Reading by translator Jessica Cuello. (Scroll down to view and listen to the original poem.)


Percival’s song
is an unruly beast
a howling story
I am a defiant


I’ve gone too far
will you sail to the sea
with me
recover the drowned
like last Sunday
when this story
came to ruin us


today they recovered
your body
from the Ouse
stiff like the stones
in your coat pockets
a river opened
in the channel
it was March
while Percival fell
you crossed the fields of Rodmell on foot


Translator’s Note

Pendant que Perceval tombait occurs in a single day and encompasses both the day of Woolf’s suicide and the death of the character Percival from Woolf’s novel The Waves. Pendant que Perceval tombait draws from overlapping sources: literary fiction, literary biography, and a third voice which enters subtly, a voice I believe to be the poet. Woolf said of The Waves that the voices were not meant to be separate characters at all. So too, the voices in Pendant que Perceval tombait intersect without clear demarcation. Pendant que Perceval tombait restructures time and accesses the pleasurable dreaminess where literature and “real” life converge. In The Waves, Woolf indicates the passage of time with a third person description of the sun passing over the sea. These poems know that time does not reach us in a linear way, especially time that concerns grief and despair. Lines recur; they move forward, they pull back like the sea. They do not fully arrive. Yes, we are aware of two dramatic events, Woolf’s suicide and Perceval’s death, yet we remain suspended in recurring image. We are held in image, released, then held again.  In an interview with “L’Actualite” in October 2021, Langlais calls the book “un arrêt sur image” and explains that she does not write to give sense but “to soothe the obstinate, sad voice that accompanies her.” This work feels distinctly feminine in its cycling of grief and in the tesserae of its construction. It possesses the narrative detail to move time forward, but it is not narrative that counts here, nor is it explanation; no, we are entranced by repetition as if by the sea.  The book exists as a single poem so I’ve gathered together a selection.
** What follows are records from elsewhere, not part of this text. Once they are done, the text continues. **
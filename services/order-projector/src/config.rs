//! Projector configuration
//!
//! Loaded from JSON by the embedding application or built from defaults.

use serde::{Deserialize, Serialize};
use types::numeric::DEFAULT_PRICE_SCALE;

/// Configuration errors.
#[derive(Debug, Clone, PartialEq, Eq, thiserror::Error)]
pub enum ConfigError {
    #[error("invalid configuration: {0}")]
    Parse(String),

    #[error("pending retention must not be negative: {0}")]
    NegativeRetention(i64),

    #[error("max_pending must be at least 1")]
    ZeroPendingCapacity,

    #[error("price scale {0} exceeds decimal precision (max 28)")]
    PriceScaleTooLarge(u32),

    #[error("token decimals {0} exceed decimal precision (max 28)")]
    DecimalsTooLarge(u32),

    #[error("market base and quote must differ: {0}")]
    SameMarketTokens(String),
}

/// How raw amount strings are encoded by the event source.
#[derive(Debug, Clone, Copy, PartialEq, Eq, Default, Serialize, Deserialize)]
#[serde(tag = "type", rename_all = "snake_case")]
pub enum AmountFormat {
    /// Decimal strings in whole units, e.g. `"1.5"`.
    #[default]
    Decimal,
    /// Integer strings in base units, scaled down by `decimals` (18 for wei).
    BaseUnits { decimals: u32 },
}

/// Configuration for the event projector.
#[derive(Debug, Clone, PartialEq, Eq, Serialize, Deserialize)]
#[serde(default)]
pub struct ProjectorConfig {
    /// Ledger seconds a terminal event may wait for its creation event.
    pub pending_retention_secs: i64,
    /// Maximum number of buffered terminal events.
    pub max_pending: usize,
    /// Decimal places used when displaying prices.
    pub price_scale: u32,
    /// Encoding of raw amounts.
    pub amount_format: AmountFormat,
}

impl Default for ProjectorConfig {
    fn default() -> Self {
        Self {
            pending_retention_secs: 3600,
            max_pending: 10_000,
            price_scale: DEFAULT_PRICE_SCALE,
            amount_format: AmountFormat::Decimal,
        }
    }
}

impl ProjectorConfig {
    /// Parse and validate a JSON configuration. Missing keys take defaults.
    pub fn from_json(json: &str) -> Result<Self, ConfigError> {
        let config: ProjectorConfig =
            serde_json::from_str(json).map_err(|e| ConfigError::Parse(e.to_string()))?;
        config.validate()?;
        Ok(config)
    }

    pub fn validate(&self) -> Result<(), ConfigError> {
        if self.pending_retention_secs < 0 {
            return Err(ConfigError::NegativeRetention(self.pending_retention_secs));
        }
        if self.max_pending == 0 {
            return Err(ConfigError::ZeroPendingCapacity);
        }
        if self.price_scale > 28 {
            return Err(ConfigError::PriceScaleTooLarge(self.price_scale));
        }
        if let AmountFormat::BaseUnits { decimals } = self.amount_format {
            if decimals > 28 {
                return Err(ConfigError::DecimalsTooLarge(decimals));
            }
        }
        Ok(())
    }
}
sélections de Pendant que Perceval tombait

Reading by Tania Langlais.


le chant de Perceval
est une bête difficile
une histoire qui hurle
je suis une bête


je dépasse les bornes
prendras-tu la mer
avec moi
retrouver les noyés
comme dimanche dernier
quand cette histoire
venait de nous détruire


aujourd’hui ils ont repêché
ton corps
entré dans l’Ouse
résolu comme les pierres
aux poches de ton manteau
un fleuve s’ouvrait
dans la Manche
c’était en mars
pendant que Perceval tombait
tu traversais les champs de Rodmell à pied

Tania Langlais is the author of Douze bêtes aux chemises de l’homme. Pendant que Perceval tombait is her fourth book and was awarded the Governor General’s Award of Canada and Le Prix Alain-Grandbois de l’Académie des lettres du Québec.

Jessica Cuello is a poetry editor at Tahoma Literary Review and the author of Liar, selected by Dorianne Laux for the 2020 Barrow Street Book Prize. Her manuscript Yours, Creature is forthcoming from JackLeg Press in spring of 2023.